- Your assignment: Where the word "index" occurs in a line of the listing below, copy that line.
+++
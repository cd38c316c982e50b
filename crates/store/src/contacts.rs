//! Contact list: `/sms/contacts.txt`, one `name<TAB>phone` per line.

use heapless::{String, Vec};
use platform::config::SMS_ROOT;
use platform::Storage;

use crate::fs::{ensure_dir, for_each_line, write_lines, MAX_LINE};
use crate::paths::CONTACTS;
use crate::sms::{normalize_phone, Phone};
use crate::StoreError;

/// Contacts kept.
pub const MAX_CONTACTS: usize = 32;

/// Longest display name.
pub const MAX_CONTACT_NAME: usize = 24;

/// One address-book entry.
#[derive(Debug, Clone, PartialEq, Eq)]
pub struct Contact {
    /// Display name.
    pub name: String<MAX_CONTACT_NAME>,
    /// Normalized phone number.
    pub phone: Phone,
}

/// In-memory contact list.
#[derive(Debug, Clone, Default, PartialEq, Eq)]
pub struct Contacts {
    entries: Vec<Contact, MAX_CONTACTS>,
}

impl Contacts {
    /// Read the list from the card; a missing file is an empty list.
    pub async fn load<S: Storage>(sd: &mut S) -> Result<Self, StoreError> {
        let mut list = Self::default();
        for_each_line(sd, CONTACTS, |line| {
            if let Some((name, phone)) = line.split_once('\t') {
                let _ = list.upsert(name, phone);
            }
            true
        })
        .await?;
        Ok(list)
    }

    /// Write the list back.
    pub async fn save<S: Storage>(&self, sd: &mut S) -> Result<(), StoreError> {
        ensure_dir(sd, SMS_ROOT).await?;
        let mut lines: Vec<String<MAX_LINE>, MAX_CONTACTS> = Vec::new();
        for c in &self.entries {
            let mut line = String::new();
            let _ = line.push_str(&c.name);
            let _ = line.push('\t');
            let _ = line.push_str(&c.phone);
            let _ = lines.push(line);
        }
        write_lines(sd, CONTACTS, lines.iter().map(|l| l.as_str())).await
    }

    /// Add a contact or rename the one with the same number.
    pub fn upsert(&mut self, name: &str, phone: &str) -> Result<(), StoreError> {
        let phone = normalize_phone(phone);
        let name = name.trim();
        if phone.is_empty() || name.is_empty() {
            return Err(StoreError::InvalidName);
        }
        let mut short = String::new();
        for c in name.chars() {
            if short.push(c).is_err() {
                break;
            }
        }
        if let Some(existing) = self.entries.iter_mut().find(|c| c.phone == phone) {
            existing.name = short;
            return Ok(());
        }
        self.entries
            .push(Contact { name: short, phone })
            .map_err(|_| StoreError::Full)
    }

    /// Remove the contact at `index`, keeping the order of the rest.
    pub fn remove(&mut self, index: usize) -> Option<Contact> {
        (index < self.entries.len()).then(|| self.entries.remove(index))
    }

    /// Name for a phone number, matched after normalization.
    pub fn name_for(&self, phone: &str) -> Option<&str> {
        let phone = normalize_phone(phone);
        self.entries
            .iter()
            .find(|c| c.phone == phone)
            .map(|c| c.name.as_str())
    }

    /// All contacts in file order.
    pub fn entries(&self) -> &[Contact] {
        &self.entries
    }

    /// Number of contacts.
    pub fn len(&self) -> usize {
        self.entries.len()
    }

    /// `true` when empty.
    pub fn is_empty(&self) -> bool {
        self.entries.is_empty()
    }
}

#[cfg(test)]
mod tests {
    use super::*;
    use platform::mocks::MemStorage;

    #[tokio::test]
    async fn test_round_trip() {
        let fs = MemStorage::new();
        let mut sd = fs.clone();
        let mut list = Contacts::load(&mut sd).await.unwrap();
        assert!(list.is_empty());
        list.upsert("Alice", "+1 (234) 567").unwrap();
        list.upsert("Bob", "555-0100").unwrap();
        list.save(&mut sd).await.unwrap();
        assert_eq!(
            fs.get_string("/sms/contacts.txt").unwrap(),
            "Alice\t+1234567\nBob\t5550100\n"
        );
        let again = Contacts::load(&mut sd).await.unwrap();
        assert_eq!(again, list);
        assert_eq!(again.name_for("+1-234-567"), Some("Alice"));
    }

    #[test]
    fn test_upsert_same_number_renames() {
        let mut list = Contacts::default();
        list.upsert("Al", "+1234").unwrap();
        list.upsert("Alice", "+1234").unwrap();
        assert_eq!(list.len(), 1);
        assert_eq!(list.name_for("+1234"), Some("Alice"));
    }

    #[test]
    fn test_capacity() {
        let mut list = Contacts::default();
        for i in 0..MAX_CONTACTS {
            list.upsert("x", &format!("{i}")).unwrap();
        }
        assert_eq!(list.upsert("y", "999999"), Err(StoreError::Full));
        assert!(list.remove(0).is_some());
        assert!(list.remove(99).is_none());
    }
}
+++
- Your solution:
    /// Remove the contact at `index`, keeping the order of the rest.
    pub fn remove(&mut self, index: usize) -> Option<Contact> {
        (index < self.entries.len()).then(|| self.entries.remove(index))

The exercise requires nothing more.